_WORK INSTRUCTIONS_: For the entries that follow, restate word for word the line containing "Read-only: nothing is", the line containing "current code and", and every line that lies between them.
↓↓↓
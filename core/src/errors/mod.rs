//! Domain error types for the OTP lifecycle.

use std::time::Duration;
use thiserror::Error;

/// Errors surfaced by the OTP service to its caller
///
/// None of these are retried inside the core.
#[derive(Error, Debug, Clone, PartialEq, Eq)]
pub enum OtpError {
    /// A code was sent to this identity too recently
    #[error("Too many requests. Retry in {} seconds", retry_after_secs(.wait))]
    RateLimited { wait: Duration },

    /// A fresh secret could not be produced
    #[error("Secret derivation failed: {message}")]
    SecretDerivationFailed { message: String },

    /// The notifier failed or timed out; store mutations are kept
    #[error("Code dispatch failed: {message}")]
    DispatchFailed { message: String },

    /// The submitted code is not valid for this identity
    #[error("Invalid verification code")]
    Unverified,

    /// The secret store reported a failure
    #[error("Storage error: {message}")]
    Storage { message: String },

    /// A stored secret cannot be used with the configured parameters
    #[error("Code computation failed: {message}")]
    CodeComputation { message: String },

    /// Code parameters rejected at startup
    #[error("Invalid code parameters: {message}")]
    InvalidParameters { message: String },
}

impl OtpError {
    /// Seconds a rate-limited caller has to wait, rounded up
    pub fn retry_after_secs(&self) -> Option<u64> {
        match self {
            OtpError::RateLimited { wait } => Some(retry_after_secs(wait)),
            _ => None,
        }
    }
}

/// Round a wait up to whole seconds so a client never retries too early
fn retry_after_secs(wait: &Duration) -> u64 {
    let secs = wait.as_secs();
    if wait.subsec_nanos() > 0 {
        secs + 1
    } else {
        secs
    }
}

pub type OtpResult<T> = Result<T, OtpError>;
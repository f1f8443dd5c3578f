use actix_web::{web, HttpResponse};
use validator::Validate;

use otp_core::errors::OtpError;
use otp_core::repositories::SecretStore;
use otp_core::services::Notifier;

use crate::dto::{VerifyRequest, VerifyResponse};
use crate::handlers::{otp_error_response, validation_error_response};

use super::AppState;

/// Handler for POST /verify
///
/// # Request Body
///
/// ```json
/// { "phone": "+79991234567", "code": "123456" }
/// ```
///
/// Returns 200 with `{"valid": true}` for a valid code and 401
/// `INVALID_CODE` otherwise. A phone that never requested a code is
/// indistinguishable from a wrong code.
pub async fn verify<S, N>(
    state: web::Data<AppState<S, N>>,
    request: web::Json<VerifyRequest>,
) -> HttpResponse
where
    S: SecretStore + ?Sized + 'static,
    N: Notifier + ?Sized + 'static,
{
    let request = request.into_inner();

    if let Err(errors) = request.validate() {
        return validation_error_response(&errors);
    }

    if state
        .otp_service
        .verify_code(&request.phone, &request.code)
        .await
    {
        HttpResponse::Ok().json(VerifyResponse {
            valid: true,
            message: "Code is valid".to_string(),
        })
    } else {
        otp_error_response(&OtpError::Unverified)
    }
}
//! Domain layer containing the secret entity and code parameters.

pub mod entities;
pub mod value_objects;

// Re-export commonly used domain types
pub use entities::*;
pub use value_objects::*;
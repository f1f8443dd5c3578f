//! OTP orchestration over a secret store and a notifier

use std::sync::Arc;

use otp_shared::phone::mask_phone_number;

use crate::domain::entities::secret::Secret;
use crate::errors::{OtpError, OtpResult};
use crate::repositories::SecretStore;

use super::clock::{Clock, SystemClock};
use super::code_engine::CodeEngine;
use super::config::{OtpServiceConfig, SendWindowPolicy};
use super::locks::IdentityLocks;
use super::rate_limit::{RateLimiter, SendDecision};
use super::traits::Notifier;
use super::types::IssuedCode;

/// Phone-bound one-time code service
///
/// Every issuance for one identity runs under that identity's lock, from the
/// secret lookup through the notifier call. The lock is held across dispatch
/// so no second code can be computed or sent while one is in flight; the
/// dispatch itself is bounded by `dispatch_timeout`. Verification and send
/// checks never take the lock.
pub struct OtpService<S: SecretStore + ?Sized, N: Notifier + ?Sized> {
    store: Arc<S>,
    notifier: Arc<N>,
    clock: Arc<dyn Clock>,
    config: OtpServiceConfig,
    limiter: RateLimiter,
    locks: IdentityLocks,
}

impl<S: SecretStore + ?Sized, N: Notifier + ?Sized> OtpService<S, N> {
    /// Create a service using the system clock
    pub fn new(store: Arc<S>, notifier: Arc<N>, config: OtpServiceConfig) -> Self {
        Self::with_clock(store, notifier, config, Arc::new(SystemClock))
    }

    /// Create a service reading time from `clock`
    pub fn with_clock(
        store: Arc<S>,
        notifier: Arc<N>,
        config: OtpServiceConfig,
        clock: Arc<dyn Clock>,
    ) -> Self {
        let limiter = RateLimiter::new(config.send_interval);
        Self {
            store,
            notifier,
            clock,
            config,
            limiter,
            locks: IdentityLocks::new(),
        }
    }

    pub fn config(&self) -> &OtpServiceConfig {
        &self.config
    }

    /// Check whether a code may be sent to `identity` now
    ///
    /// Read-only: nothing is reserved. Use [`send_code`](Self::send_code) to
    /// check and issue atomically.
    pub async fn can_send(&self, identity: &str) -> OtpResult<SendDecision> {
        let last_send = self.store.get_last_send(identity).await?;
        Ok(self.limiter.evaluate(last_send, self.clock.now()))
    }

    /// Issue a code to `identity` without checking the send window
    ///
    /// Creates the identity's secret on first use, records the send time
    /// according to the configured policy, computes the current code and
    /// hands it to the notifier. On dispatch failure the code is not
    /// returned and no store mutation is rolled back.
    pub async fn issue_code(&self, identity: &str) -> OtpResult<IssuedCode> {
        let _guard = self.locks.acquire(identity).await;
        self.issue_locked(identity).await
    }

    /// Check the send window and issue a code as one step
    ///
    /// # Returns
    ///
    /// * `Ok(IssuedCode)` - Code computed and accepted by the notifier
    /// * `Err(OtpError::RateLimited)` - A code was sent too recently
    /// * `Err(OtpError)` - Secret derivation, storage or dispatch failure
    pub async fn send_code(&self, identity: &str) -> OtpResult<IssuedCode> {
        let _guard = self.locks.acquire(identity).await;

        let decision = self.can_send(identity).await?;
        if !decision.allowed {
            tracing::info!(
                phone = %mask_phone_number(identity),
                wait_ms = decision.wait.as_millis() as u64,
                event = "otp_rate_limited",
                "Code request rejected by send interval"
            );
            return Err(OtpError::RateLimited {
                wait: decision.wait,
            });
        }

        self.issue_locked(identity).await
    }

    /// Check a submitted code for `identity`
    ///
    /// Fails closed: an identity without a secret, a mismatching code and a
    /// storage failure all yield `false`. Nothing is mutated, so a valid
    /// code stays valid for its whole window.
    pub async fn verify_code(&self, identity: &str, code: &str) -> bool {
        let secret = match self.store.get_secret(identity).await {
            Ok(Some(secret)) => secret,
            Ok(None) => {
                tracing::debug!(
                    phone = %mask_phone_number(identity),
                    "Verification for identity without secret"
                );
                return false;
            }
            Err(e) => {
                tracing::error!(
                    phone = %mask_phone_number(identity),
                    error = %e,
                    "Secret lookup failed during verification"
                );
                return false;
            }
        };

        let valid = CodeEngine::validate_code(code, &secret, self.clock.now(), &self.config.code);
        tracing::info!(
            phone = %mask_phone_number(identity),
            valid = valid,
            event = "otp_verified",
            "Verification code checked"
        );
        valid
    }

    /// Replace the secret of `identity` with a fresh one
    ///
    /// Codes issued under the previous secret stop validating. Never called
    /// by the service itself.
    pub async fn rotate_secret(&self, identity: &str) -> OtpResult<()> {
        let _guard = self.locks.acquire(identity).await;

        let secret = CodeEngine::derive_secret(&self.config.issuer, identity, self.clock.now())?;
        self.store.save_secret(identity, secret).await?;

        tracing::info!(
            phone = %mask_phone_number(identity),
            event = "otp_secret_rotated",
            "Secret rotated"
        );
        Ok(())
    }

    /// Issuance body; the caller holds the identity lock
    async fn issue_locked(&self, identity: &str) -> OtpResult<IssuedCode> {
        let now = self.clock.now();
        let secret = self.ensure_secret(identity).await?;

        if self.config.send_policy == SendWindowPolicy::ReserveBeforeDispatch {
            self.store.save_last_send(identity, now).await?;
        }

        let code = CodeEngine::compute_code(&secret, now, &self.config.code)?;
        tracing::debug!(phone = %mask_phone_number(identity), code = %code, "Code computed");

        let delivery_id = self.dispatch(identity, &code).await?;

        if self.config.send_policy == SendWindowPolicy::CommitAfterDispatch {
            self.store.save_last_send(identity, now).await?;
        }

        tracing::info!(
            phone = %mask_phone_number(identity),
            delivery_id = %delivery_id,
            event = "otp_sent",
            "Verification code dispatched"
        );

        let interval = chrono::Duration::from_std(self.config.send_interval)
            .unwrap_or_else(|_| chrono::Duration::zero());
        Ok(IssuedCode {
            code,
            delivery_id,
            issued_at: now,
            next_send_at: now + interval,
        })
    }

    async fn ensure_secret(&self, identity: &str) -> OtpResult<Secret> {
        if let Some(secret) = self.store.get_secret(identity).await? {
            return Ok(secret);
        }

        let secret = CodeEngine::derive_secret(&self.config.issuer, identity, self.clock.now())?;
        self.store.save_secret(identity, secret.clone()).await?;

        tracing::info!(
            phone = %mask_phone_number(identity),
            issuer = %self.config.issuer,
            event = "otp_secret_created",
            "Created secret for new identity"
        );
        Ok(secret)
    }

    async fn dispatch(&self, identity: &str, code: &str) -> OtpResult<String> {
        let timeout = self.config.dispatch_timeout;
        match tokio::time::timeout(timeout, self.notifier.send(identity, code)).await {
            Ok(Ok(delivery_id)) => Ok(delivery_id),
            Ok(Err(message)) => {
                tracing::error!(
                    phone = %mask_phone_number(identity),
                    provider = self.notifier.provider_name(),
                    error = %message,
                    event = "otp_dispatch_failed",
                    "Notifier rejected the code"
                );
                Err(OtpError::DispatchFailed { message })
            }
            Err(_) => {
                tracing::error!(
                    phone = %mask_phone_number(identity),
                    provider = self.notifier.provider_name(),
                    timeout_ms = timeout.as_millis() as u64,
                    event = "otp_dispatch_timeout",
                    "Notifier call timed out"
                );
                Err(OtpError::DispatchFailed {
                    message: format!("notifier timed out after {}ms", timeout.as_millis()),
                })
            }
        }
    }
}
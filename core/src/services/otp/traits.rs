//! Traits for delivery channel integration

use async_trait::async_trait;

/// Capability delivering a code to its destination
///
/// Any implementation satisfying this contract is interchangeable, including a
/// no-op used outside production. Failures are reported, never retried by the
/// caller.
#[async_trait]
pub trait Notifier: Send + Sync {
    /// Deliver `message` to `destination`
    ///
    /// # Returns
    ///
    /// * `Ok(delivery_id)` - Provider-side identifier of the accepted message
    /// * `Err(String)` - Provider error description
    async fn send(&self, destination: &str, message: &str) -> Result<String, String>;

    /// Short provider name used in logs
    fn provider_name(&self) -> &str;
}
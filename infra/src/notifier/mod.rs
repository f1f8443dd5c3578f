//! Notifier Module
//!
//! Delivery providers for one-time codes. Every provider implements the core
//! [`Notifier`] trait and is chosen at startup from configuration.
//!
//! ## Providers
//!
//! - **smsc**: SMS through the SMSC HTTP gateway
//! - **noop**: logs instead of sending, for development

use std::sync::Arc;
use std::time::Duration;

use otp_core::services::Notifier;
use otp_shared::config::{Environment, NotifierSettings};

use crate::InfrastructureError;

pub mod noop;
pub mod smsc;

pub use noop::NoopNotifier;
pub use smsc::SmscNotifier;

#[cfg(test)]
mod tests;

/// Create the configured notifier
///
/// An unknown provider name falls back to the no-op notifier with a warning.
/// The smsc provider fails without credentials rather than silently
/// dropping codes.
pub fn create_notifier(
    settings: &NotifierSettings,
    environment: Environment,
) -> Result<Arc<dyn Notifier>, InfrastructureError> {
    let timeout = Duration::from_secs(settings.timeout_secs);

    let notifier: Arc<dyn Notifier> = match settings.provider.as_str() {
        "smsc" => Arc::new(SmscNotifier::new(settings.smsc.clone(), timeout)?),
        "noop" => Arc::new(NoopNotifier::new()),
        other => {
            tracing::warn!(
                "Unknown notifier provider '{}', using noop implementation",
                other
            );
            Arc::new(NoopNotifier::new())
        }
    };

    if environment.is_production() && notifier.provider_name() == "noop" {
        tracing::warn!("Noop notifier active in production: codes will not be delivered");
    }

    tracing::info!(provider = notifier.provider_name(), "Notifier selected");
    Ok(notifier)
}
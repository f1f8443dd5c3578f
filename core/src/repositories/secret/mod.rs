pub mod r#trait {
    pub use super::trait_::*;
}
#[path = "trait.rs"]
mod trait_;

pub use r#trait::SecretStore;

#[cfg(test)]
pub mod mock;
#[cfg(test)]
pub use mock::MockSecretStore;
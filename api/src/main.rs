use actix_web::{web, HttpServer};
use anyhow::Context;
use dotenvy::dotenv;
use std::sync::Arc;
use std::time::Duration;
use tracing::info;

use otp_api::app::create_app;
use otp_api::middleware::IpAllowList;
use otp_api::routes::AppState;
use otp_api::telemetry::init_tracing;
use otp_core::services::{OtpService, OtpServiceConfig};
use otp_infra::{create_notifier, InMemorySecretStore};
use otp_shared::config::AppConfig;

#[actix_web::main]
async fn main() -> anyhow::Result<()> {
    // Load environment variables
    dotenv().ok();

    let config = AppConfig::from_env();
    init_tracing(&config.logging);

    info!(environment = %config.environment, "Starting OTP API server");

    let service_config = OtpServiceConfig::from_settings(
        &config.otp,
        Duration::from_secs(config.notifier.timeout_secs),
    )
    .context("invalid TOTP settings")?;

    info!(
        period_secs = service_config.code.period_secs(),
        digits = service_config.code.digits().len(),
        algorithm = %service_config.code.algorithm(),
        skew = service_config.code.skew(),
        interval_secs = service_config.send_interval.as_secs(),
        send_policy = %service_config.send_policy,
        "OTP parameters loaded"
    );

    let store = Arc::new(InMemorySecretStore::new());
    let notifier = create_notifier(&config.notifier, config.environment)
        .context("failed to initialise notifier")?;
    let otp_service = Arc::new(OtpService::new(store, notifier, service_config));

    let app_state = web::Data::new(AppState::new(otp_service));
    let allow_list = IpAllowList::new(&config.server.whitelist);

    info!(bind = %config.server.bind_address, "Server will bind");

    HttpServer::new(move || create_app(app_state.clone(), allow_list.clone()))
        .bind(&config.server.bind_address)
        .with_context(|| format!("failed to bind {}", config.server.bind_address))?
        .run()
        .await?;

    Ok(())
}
↑↑↑
_TASK SOLUTION_:
    /// Read-only: nothing is reserved. Use [`send_code`](Self::send_code) to
    /// check and issue atomically.
    pub async fn can_send(&self, identity: &str) -> OtpResult<SendDecision> {
        let last_send = self.store.get_last_send(identity).await?;
        Ok(self.limiter.evaluate(last_send, self.clock.now()))
    }

    /// Issue a code to `identity` without checking the send window
    ///
    /// Creates the identity's secret on first use, records the send time
    /// according to the configured policy, computes the current code and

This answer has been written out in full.